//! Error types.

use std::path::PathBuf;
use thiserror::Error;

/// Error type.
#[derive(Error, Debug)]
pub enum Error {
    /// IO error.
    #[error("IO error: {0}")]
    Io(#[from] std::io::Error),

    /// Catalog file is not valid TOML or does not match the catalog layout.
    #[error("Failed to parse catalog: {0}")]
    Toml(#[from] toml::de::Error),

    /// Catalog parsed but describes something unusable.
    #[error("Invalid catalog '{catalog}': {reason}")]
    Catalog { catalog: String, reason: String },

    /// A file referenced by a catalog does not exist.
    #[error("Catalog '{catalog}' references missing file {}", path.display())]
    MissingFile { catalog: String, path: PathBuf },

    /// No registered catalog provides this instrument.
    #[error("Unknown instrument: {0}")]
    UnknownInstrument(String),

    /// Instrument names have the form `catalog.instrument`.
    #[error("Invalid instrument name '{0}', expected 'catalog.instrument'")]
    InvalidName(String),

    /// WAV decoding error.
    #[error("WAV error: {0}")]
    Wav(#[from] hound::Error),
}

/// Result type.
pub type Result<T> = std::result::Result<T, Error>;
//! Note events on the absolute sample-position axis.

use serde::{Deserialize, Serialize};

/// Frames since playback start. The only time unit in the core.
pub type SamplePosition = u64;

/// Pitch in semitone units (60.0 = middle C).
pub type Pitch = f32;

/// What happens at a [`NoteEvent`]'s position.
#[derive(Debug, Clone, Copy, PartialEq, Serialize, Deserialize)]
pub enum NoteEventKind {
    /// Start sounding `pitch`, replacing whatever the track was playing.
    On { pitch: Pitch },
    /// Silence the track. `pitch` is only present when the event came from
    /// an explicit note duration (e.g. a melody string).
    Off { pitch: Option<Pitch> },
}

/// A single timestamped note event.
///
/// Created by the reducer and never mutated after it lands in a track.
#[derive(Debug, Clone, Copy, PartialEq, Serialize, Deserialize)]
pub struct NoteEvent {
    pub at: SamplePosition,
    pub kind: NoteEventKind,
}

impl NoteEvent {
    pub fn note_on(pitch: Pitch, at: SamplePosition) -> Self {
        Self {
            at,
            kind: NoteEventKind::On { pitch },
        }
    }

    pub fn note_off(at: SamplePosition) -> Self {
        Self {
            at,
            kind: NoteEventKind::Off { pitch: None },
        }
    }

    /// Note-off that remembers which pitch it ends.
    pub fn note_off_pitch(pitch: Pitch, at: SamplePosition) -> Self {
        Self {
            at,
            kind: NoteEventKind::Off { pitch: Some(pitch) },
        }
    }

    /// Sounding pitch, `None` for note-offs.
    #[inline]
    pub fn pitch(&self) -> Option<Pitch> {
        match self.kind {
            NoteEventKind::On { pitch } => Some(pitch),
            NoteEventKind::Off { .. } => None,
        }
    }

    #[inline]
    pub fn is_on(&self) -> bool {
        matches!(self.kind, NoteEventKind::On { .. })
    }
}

■ TASK INSTRUCTIONS:
What is the number of lines in the entries above that contain the word "does"? Answer with that number only.

■ ANSWER AREA:
2